- Born: Valerie Blanchette Rockefeller 1971 (age 54–55) Charleston, West Virginia, U.S.
- Education: Stanford University (BA) Teachers College, Columbia University (MAT) Bank Street College of Education (M.Ed.)
- Occupations: Special needs teacher, environmentalist, philanthropist
- Spouses: ; James Douglas Carnegie ​ ​(m. 2000; div. 2002)​ ; Steven William Wayne ​ ​(m. 2004)​
- Children: 3
- Parent(s): Jay Rockefeller Sharon Percy Rockefeller
- Family: Rockefeller family

= Valerie Rockefeller Wayne =

American environmentalist, philanthropist

Valerie Blanchette Rockefeller Wayne (born 1971) is an American environmentalist, philanthropist and member of the Rockefeller family. She is a great-great-granddaughter of John D. Rockefeller. Wayne currently serves as co-chair of BankFWD, a network to persuade banks to phase out financing for fossil fuel and to lead on climate. She previously served as chair to the Rockefeller Brothers Fund.

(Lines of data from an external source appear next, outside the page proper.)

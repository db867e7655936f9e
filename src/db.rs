use diesel::{prelude::*, r2d2};
use diesel_migrations::{embed_migrations, EmbeddedMigrations, MigrationHarness};

use crate::config::Settings;

pub type DbPool = r2d2::Pool<r2d2::ConnectionManager<PgConnection>>;

pub const MIGRATIONS: EmbeddedMigrations = embed_migrations!("migrations");

pub fn initialize_db_pool(settings: &Settings) -> Result<DbPool, r2d2::PoolError> {
    let manager = r2d2::ConnectionManager::<PgConnection>::new(&settings.database_url);
    r2d2::Pool::builder()
        .max_size(settings.db_pool_size)
        .build(manager)
}

pub fn run_migrations(
    conn: &mut PgConnection,
) -> Result<(), Box<dyn std::error::Error + Send + Sync + 'static>> {
    let applied = conn.run_pending_migrations(MIGRATIONS)?;
    for version in &applied {
        log::info!("applied migration {}", version);
    }
    Ok(())
}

She currently also serves on the board of trustees for several organizations, including Achievement First, Asian Cultural Council, Teachers College, Columbia University, Greenwich Academy, Gilder Lehrman Institute of American History, Rockefeller Philanthropy Advisors and The Trust for Mutual Understanding.

== Early life and education ==
Rockefeller was born in Charleston, West Virginia to Jay Rockefeller and Sharon Percy Rockefeller as the second eldest child. She has three brothers, including Justin Rockefeller. She completed a Bachelor of Arts (BA) in International Relations at Stanford University and completed a MAT in Secondary Social Studies from Teachers College, Columbia University. She also holds a Master of Education from Bank Street College of Education.

== Career ==
Her professional background is as a middle school special education teacher. She began her teaching career at Central Park East Secondary School in East Harlem, New York and also taught in Australia (where she met her first husband).

== Personal life ==
Rockefeller was married twice; initially she married James Douglas Carnegie in 2000, which resulted in divorce without children. On September 19, 2004, she married Steven William Wayne (b. 1966), with whom she has three children; daughters Percy and Lucy, and son, Davis. Her husband is the founder and chief executive officer of Jensen Group NV. They reside in Old Greenwich, Connecticut.